STUDY MATERIAL >>
━━━━
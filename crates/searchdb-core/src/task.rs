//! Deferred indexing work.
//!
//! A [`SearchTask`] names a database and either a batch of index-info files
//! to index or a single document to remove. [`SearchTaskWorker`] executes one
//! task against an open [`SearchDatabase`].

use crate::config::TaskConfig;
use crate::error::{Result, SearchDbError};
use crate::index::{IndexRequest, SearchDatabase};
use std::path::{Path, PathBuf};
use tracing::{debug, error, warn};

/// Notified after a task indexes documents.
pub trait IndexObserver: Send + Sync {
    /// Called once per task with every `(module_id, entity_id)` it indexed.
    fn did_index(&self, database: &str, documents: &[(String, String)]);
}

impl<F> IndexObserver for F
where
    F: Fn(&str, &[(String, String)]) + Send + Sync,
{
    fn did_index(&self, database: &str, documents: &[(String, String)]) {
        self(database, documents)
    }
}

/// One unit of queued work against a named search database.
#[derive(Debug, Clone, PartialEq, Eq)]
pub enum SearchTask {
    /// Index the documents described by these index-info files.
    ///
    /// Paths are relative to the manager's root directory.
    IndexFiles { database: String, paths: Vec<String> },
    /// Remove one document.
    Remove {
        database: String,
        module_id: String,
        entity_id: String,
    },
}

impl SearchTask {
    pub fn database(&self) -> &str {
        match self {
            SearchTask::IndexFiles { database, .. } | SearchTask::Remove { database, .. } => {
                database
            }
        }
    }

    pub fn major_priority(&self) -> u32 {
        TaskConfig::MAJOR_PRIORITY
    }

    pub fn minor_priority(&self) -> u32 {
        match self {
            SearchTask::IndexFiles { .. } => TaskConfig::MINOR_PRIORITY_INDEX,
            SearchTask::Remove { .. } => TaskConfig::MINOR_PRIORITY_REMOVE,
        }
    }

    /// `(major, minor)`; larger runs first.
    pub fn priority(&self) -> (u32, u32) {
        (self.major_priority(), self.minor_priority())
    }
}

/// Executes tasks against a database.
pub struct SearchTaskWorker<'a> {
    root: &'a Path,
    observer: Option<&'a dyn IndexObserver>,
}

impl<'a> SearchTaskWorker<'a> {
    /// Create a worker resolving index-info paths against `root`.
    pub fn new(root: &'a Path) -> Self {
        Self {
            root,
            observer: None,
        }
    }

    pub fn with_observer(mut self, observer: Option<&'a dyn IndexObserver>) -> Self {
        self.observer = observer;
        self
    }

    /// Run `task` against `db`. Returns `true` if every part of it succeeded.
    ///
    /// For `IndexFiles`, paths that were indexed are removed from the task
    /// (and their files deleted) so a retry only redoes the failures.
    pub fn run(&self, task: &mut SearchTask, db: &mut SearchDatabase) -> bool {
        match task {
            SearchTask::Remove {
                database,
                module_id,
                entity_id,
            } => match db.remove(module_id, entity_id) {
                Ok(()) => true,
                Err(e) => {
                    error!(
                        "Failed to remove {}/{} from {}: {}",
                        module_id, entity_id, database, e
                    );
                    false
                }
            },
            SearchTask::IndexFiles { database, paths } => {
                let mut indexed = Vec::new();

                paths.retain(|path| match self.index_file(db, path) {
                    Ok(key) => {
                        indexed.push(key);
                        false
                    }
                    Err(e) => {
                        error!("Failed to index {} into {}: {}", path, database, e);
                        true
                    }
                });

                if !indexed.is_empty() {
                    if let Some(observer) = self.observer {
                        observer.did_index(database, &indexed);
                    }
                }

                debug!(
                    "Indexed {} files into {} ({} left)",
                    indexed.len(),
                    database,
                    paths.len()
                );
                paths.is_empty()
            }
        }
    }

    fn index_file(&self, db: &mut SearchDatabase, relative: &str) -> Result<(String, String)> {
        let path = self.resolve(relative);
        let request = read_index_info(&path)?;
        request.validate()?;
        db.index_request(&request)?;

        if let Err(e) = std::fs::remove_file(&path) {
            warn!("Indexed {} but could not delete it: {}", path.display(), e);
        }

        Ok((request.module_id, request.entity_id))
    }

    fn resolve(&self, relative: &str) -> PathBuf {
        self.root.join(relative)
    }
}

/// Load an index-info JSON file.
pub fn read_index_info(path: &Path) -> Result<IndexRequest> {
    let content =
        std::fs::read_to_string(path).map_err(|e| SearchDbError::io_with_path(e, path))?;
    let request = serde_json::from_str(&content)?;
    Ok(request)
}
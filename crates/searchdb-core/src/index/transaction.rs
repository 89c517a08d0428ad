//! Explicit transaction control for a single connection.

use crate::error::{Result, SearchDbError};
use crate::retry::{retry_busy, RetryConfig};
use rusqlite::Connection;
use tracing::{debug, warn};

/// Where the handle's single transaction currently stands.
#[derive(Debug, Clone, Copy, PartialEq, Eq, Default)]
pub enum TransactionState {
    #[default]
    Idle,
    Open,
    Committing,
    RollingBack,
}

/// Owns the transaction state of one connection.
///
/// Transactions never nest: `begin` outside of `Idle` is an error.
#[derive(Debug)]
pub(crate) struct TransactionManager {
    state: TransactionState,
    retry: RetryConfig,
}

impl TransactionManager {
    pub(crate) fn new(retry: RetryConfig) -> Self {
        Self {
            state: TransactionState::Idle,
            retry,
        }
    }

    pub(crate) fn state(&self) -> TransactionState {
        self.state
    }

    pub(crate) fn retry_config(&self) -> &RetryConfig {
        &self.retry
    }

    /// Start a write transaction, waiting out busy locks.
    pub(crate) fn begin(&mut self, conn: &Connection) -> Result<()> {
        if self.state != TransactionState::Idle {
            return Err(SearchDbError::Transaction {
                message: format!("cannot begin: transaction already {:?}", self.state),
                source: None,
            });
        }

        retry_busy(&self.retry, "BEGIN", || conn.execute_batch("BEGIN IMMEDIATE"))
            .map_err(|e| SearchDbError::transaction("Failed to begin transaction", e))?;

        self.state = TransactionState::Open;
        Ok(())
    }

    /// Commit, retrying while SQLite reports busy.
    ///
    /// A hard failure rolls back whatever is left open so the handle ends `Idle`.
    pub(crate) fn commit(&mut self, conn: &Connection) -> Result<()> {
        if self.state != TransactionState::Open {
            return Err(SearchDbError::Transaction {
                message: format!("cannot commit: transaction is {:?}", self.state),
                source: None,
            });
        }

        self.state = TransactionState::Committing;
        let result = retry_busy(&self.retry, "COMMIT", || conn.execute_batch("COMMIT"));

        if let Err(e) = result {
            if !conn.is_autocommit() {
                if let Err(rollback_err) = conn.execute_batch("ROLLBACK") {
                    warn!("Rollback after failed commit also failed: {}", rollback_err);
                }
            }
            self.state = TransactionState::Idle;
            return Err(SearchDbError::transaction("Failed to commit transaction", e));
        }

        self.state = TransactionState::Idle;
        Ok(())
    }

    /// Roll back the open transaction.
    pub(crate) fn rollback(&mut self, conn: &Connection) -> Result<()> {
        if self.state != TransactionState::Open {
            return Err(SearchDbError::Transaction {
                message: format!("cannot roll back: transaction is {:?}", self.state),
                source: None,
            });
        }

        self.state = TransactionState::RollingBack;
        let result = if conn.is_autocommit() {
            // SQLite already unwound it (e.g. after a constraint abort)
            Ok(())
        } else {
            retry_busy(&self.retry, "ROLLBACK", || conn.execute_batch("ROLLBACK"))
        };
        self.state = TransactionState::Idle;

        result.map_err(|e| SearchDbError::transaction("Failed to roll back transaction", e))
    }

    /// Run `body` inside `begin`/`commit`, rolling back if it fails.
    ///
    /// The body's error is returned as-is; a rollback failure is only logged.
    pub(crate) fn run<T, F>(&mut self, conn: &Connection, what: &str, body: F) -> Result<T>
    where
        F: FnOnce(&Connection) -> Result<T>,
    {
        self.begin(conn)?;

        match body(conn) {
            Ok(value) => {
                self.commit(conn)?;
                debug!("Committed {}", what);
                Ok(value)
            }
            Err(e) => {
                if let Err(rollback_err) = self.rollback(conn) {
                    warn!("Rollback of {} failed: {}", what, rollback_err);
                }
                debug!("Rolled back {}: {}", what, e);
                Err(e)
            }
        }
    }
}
━━━━
EXERCISE INSTRUCTIONS >>
Wherever a line in the entries above holds "relative", copy that line.

COMPLETED EXERCISE >>
    /// Paths are relative to the manager's root directory.
    fn index_file(&self, db: &mut SearchDatabase, relative: &str) -> Result<(String, String)> {
        let path = self.resolve(relative);
    fn resolve(&self, relative: &str) -> PathBuf {
        self.root.join(relative)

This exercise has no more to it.